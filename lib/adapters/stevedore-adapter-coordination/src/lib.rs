//! Coordination-service adapters: the child watch client contract, the
//! subscription that feeds the liveness core, and an in-memory client.

pub mod client;
pub mod memory;
pub mod subscription;

pub use client::{ChildData, ChildEvent, ChildEventKind, ChildListener, ChildWatchClient};
pub use memory::InMemoryCoordinationClient;
pub use subscription::WatchSubscription;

**Exercise objective**
Repeat every entry exactly. Nothing may be dropped.

**Result for this task**
filename lib/adapters/stevedore-adapter-coordination/src/lib.rs
//! Coordination-service adapters: the child watch client contract, the
//! subscription that feeds the liveness core, and an in-memory client.

pub mod client;
pub mod memory;
pub mod subscription;

pub use client::{ChildData, ChildEvent, ChildEventKind, ChildListener, ChildWatchClient};
pub use memory::InMemoryCoordinationClient;
pub use subscription::WatchSubscription;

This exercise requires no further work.